In case of grocery and pharmacy the first lockdown in 2020 did reduce mobility till September, after which there was positive movement right till March 2021. There has been a decline subsequently.

Visits to parks has been falling all through but by December had come down to -13 per cent but fell sharply in May 2021 after a slight decline in March. A similar trend was noticed in public transport too.

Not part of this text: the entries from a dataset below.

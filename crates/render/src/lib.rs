//! Rendering: shading resolver, raycast pipeline, and image assembly.
//!
//! # Invariants
//! - Rendering is a pure function of scene, view, and configuration; no
//!   state survives between calls.
//! - The renderer never mutates the scene; it only issues queries.
//! - Every ray is shaded independently and written to its own cell.

mod config;
mod error;
mod image;
mod pipeline;
mod renderer;
mod shading;

pub use config::{RenderConfig, RenderView};
pub use error::RenderError;
pub use image::{to_image_buffer, ImageBuffer};
pub use pipeline::{render, shade_rays};
pub use renderer::{DebugTextRenderer, RaycastRenderer, Renderer};
pub use shading::{light_direction, shade};

pub fn crate_info() -> &'static str {
    "raycam-render v0.1.0"
}
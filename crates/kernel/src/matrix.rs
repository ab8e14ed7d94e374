use glam::Vec3;

use crate::error::KernelError;

/// Row-major `f32` matrix with a runtime shape.
///
/// Sized for the kernel's needs (3x3 rotations, 3x1 column vectors); no
/// attempt is made at blocking or SIMD.
#[derive(Debug, Clone, PartialEq)]
pub struct Matrix {
    rows: usize,
    cols: usize,
    data: Vec<f32>,
}

impl Matrix {
    pub fn zeros(rows: usize, cols: usize) -> Self {
        Self {
            rows,
            cols,
            data: vec![0.0; rows * cols],
        }
    }

    pub fn identity(n: usize) -> Self {
        let mut m = Self::zeros(n, n);
        for i in 0..n {
            m.data[i * n + i] = 1.0;
        }
        m
    }

    /// Build from fixed-width rows.
    pub fn from_rows<const N: usize>(rows: &[[f32; N]]) -> Self {
        Self {
            rows: rows.len(),
            cols: N,
            data: rows.iter().flatten().copied().collect(),
        }
    }

    /// Wrap row-major `data`. The length must equal `rows * cols`.
    pub fn from_vec(rows: usize, cols: usize, data: Vec<f32>) -> Result<Self, KernelError> {
        if data.len() != rows * cols {
            return Err(KernelError::ShapeMismatch {
                rows,
                cols,
                len: data.len(),
            });
        }
        Ok(Self { rows, cols, data })
    }

    /// 3x1 column vector.
    pub fn column_vector(v: Vec3) -> Self {
        Self {
            rows: 3,
            cols: 1,
            data: vec![v.x, v.y, v.z],
        }
    }

    pub fn rows(&self) -> usize {
        self.rows
    }

    pub fn cols(&self) -> usize {
        self.cols
    }

    pub fn shape(&self) -> (usize, usize) {
        (self.rows, self.cols)
    }

    pub fn get(&self, row: usize, col: usize) -> Option<f32> {
        if row < self.rows && col < self.cols {
            Some(self.data[row * self.cols + col])
        } else {
            None
        }
    }

    /// Entries of column `col`, top to bottom.
    pub fn column(&self, col: usize) -> Option<Vec<f32>> {
        if col >= self.cols {
            return None;
        }
        Some((0..self.rows).map(|i| self.data[i * self.cols + col]).collect())
    }

    pub fn transpose(&self) -> Self {
        let mut t = Self::zeros(self.cols, self.rows);
        for i in 0..self.rows {
            for j in 0..self.cols {
                t.data[j * self.rows + i] = self.data[i * self.cols + j];
            }
        }
        t
    }

    /// Matrix product `self * rhs`.
    ///
    /// Fails with [`KernelError::DimensionMismatch`] when
    /// `self.cols() != rhs.rows()`.
    pub fn multiply(&self, rhs: &Matrix) -> Result<Matrix, KernelError> {
        if self.cols != rhs.rows {
            return Err(KernelError::DimensionMismatch {
                lhs_rows: self.rows,
                lhs_cols: self.cols,
                rhs_rows: rhs.rows,
                rhs_cols: rhs.cols,
            });
        }

        let mut out = Self::zeros(self.rows, rhs.cols);
        for i in 0..self.rows {
            for j in 0..rhs.cols {
                let mut sum = 0.0;
                for k in 0..self.cols {
                    sum += self.data[i * self.cols + k] * rhs.data[k * rhs.cols + j];
                }
                out.data[i * rhs.cols + j] = sum;
            }
        }
        Ok(out)
    }

    /// Read a 3x1 column vector back into a `Vec3`.
    pub fn to_vec3(&self) -> Option<Vec3> {
        if self.shape() == (3, 1) {
            Some(Vec3::new(self.data[0], self.data[1], self.data[2]))
        } else {
            None
        }
    }

    /// Same shape and every entry within `eps`.
    pub fn approx_eq(&self, other: &Matrix, eps: f32) -> bool {
        self.shape() == other.shape()
            && self
                .data
                .iter()
                .zip(&other.data)
                .all(|(a, b)| (a - b).abs() <= eps)
    }
}

/// One line per row, entries separated by `", "`.
pub fn format_matrix(m: &Matrix) -> String {
    let mut out = String::new();
    for i in 0..m.rows {
        let row = &m.data[i * m.cols..(i + 1) * m.cols];
        let line: Vec<String> = row.iter().map(|v| v.to_string()).collect();
        out.push_str(&line.join(", "));
        out.push('\n');
    }
    out
}

#[cfg(test)]
mod tests {
    use super::*;

    #[test]
    fn multiply_2x3_by_3x2() {
        let a = Matrix::from_rows(&[[1.0, 2.0, 3.0], [4.0, 5.0, 6.0]]);
        let b = Matrix::from_rows(&[[7.0, 8.0], [9.0, 10.0], [11.0, 12.0]]);
        let c = a.multiply(&b).unwrap();
        let expected = Matrix::from_rows(&[[58.0, 64.0], [139.0, 154.0]]);
        assert_eq!(c, expected);
    }

    #[test]
    fn multiply_rejects_mismatched_inner_dimensions() {
        let a = Matrix::zeros(2, 3);
        let b = Matrix::zeros(2, 3);
        let err = a.multiply(&b).unwrap_err();
        assert_eq!(
            err,
            KernelError::DimensionMismatch {
                lhs_rows: 2,
                lhs_cols: 3,
                rhs_rows: 2,
                rhs_cols: 3,
            }
        );
    }

    #[test]
    fn identity_is_neutral() {
        let a = Matrix::from_rows(&[[1.0, -2.0, 0.5], [3.0, 0.0, 4.0], [2.0, 2.0, 2.0]]);
        let i = Matrix::identity(3);
        assert_eq!(i.multiply(&a).unwrap(), a);
        assert_eq!(a.multiply(&i).unwrap(), a);
    }

    #[test]
    fn from_vec_checks_length() {
        let m = Matrix::from_vec(2, 2, vec![1.0, 2.0, 3.0, 4.0]).unwrap();
        assert_eq!(m.get(1, 0), Some(3.0));
        let err = Matrix::from_vec(2, 2, vec![1.0]).unwrap_err();
        assert_eq!(
            err,
            KernelError::ShapeMismatch {
                rows: 2,
                cols: 2,
                len: 1
            }
        );
    }

    #[test]
    fn column_vector_roundtrip() {
        let v = Vec3::new(1.0, 2.0, 3.0);
        let m = Matrix::column_vector(v);
        assert_eq!(m.shape(), (3, 1));
        assert_eq!(m.to_vec3(), Some(v));
        assert_eq!(Matrix::zeros(1, 3).to_vec3(), None);
    }

    #[test]
    fn transpose_swaps_indices() {
        let a = Matrix::from_rows(&[[1.0, 2.0, 3.0], [4.0, 5.0, 6.0]]);
        let t = a.transpose();
        assert_eq!(t.shape(), (3, 2));
        assert_eq!(t.get(2, 1), Some(6.0));
        assert_eq!(t.column(0), Some(vec![1.0, 2.0, 3.0]));
    }

    #[test]
    fn format_one_line_per_row() {
        let m = Matrix::identity(2);
        assert_eq!(format_matrix(&m), "1, 0\n0, 1\n");
    }
}
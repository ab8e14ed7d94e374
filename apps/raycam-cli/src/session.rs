use std::path::Path;

use anyhow::Context;
use glam::{Vec2, Vec3};
use raycam_camera::CameraIntrinsics;
use raycam_common::{Color, Pose};
use raycam_render::{RenderConfig, RenderView};
use raycam_scene::{SceneDescription, SceneObject, Shape};
use serde::{Deserialize, Serialize};

/// Everything one render needs, as stored in a session JSON file.
#[derive(Debug, Clone, Default, PartialEq, Serialize, Deserialize)]
#[serde(default)]
pub struct Session {
    pub view: RenderView,
    pub config: RenderConfig,
    pub scene: SceneDescription,
}

impl Session {
    pub fn load(path: &Path) -> anyhow::Result<Self> {
        let text = std::fs::read_to_string(path)
            .with_context(|| format!("reading session file {}", path.display()))?;
        let session = serde_json::from_str(&text)
            .with_context(|| format!("parsing session file {}", path.display()))?;
        tracing::info!("loaded session from {}", path.display());
        Ok(session)
    }

    /// A floor, three spheres, and a camera looking at them.
    pub fn demo() -> Self {
        let sphere = |x: f32, r: f32, color: Color| {
            SceneObject::new(
                Shape::Sphere {
                    center: Vec3::new(x, r, 4.0),
                    radius: r,
                },
                color,
            )
        };

        Self {
            view: RenderView {
                pose: Pose::new(Vec3::new(0.0, 1.5, -4.0), Vec3::new(10.0, 0.0, 0.0)),
                intrinsics: CameraIntrinsics {
                    focal_length: 35.0,
                    sensor_size: Vec2::new(36.0, 24.0),
                    near_distance: 0.3,
                },
                light_orientation: Vec3::new(50.0, -30.0, 0.0),
            },
            config: RenderConfig {
                row_count: 120,
                miss_color: Color::rgb(0.05, 0.05, 0.08),
                ..RenderConfig::default()
            },
            scene: SceneDescription {
                objects: vec![
                    SceneObject::new(
                        Shape::Plane {
                            origin: Vec3::ZERO,
                            normal: Vec3::Y,
                        },
                        Color::rgb(0.7, 0.7, 0.7),
                    ),
                    sphere(-2.2, 0.8, Color::rgb(0.9, 0.2, 0.2)),
                    sphere(0.0, 1.0, Color::rgb(0.2, 0.8, 0.3)),
                    sphere(2.2, 0.6, Color::rgb(0.2, 0.4, 0.9)).with_layers(0b10),
                ],
            },
        }
    }

    /// Resolve `--session`, falling back to the demo scene.
    pub fn load_or_demo(path: Option<&Path>) -> anyhow::Result<Self> {
        match path {
            Some(p) => Self::load(p),
            None => Ok(Self::demo()),
        }
    }
}
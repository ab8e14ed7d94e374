use raycam_camera::CameraError;
use raycam_kernel::KernelError;

/// Errors from a render call.
#[derive(Debug, Clone, PartialEq, thiserror::Error)]
pub enum RenderError {
    #[error("invalid render configuration: {0}")]
    InvalidConfiguration(String),
    #[error(transparent)]
    Camera(#[from] CameraError),
    #[error(transparent)]
    Kernel(#[from] KernelError),
}
use std::path::PathBuf;

use clap::{Parser, Subcommand};
use raycam_camera::calculate_rays_with_order;
use raycam_common::Color;
use raycam_render::{to_image_buffer, DebugTextRenderer, RaycastRenderer, Renderer};
use raycam_scene::Scene;
use raycam_tools::{
    image_grid_lines, rays_to_image_plane, rays_to_scene, DebugLine, GridInspector, LineSink,
};
use tracing_subscriber::EnvFilter;

mod output;
mod session;

use session::Session;

#[derive(Parser)]
#[command(name = "raycam-cli", about = "Pinhole raycast renderer")]
struct Cli {
    /// Enable verbose logging
    #[arg(short, long)]
    verbose: bool,

    #[command(subcommand)]
    command: Commands,
}

#[derive(Subcommand)]
enum Commands {
    /// Print version and crate info
    Info,
    /// Print the built-in demo session as JSON
    DemoSession,
    /// Render a session to a PNG file or the terminal
    Render {
        /// Session JSON file (defaults to the demo scene)
        #[arg(short, long)]
        session: Option<PathBuf>,
        /// Override the sampled row count
        #[arg(short, long)]
        rows: Option<usize>,
        /// Output PNG path
        #[arg(short, long, default_value = "render.png")]
        output: PathBuf,
        /// Print an ASCII preview instead of writing a file
        #[arg(long)]
        ascii: bool,
        /// Shade on the calling thread only
        #[arg(long)]
        sequential: bool,
    },
    /// Inspect the ray grid for a session
    Rays {
        /// Session JSON file (defaults to the demo scene)
        #[arg(short, long)]
        session: Option<PathBuf>,
        /// Override the sampled row count
        #[arg(short, long, default_value = "4")]
        rows: usize,
        /// Also print the debug line segments
        #[arg(long)]
        lines: bool,
    },
}

/// Prints debug lines, one per line of output.
struct StdoutLineSink {
    label: &'static str,
}

impl LineSink for StdoutLineSink {
    fn draw_line(&mut self, line: DebugLine) {
        let (s, e) = (line.start, line.end);
        println!(
            "{:<6} ({:.3}, {:.3}, {:.3}) -> ({:.3}, {:.3}, {:.3})",
            self.label, s.x, s.y, s.z, e.x, e.y, e.z
        );
    }
}

fn main() -> anyhow::Result<()> {
    let cli = Cli::parse();

    let filter = if cli.verbose { "debug" } else { "info" };
    tracing_subscriber::fmt()
        .with_env_filter(EnvFilter::new(filter))
        .init();

    match cli.command {
        Commands::Info => {
            println!("raycam-cli v{}", env!("CARGO_PKG_VERSION"));
            println!("common: {}", raycam_common::crate_info());
            println!("kernel: {}", raycam_kernel::crate_info());
            println!("camera: {}", raycam_camera::crate_info());
            println!("scene: {}", raycam_scene::crate_info());
            println!("render: {}", raycam_render::crate_info());
            println!("tools: {}", raycam_tools::crate_info());
        }
        Commands::DemoSession => {
            println!("{}", serde_json::to_string_pretty(&Session::demo())?);
        }
        Commands::Render {
            session,
            rows,
            output,
            ascii,
            sequential,
        } => {
            let mut session = Session::load_or_demo(session.as_deref())?;
            if let Some(rows) = rows {
                session.config.row_count = rows;
            }
            if sequential {
                session.config.parallel = false;
            }
            let scene = Scene::from_description(&session.scene);
            tracing::info!(objects = scene.len(), "scene ready");

            if ascii {
                let text = DebugTextRenderer::new(session.config).render(&scene, &session.view)?;
                print!("{text}");
            } else {
                let colors =
                    RaycastRenderer::new(session.config).render(&scene, &session.view)?;
                let summary = GridInspector::colors(&colors, session.config.miss_color);
                println!("{summary}");
                output::save_png(&to_image_buffer(&colors), &output)?;
            }
        }
        Commands::Rays {
            session,
            rows,
            lines,
        } => {
            let session = Session::load_or_demo(session.as_deref())?;
            let view = &session.view;
            let config = &session.config;
            let near = view.intrinsics.near_distance;
            let dims = view.intrinsics.image_dimensions()?;
            let rays = calculate_rays_with_order(&view.pose, near, dims, rows, config.order)?;
            println!(
                "Image plane: {:.4} x {:.4} at distance {near}",
                dims.width, dims.height
            );
            println!("{}", GridInspector::rays(&rays));

            if lines {
                let scene = Scene::from_description(&session.scene);
                let grid = image_grid_lines(
                    &view.pose,
                    near,
                    dims,
                    rows,
                    config.order,
                    Color::rgb(1.0, 1.0, 0.0),
                )?;
                StdoutLineSink { label: "grid" }.draw_all(grid);
                let plane = rays_to_image_plane(
                    &view.pose,
                    near,
                    &rays,
                    config.order,
                    Color::rgb(0.0, 1.0, 1.0),
                )?;
                StdoutLineSink { label: "plane" }.draw_all(plane);
                let hits = rays_to_scene(
                    &rays,
                    &scene,
                    config.max_distance,
                    config.filter,
                    Color::rgb(0.0, 1.0, 0.0),
                );
                StdoutLineSink { label: "scene" }.draw_all(hits);
            }
        }
    }

    Ok(())
}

The trend in workplace mobility is interesting. Though it follows a similar path, it does mean that several offices were getting their employees back to work as the blended policy was being followed before the second wave shook the system.

Concluding Thoughts

The implications of the fall in mobility are that economic activity will be pushed back for sure. While some of the high frequency indicators such as GST collections and PMI for manufacturing show improvement the e-way bills generated fell in April to 58.7 million which is the lowest in last five months. Therefore, there is reason to be sceptical on growth. The PMI for services has come down to 55.4 from 56 in March and 57.3 in February. Hence, while the lockdowns have had an impact on mobility of people, the same also gets reflected in the output of the services sector as well as the movement of goods which gets impacted when demand falls. The highest ever GST collections for April is a piece that does not fit in with the story as it indicates strong spending in this month. Interestingly April has always been a good month for collections having registered over Rs 1 lakh crore in 2018 and 2019.

Another View

While human mobility appears to be in line with May 2020, the Global Stringency Index shows that the levels under national lockdown last year were more stringent as seen in the graph below. As of April 30, it was at 73.61 while in May 2020 it was 96.3. The Oxford Coronavirus Government Response Tracker (OxCGRT) project calculates a Stringency Index, a composite measure of nine of the response metrics. The nine metrics used to calculate the Stringency Index are: school closures; workplace closures; cancellation of public events; restrictions on public gatherings; closures of public transport; stay-at-home requirements; public information campaigns; restrictions on internal movements; and international travel controls.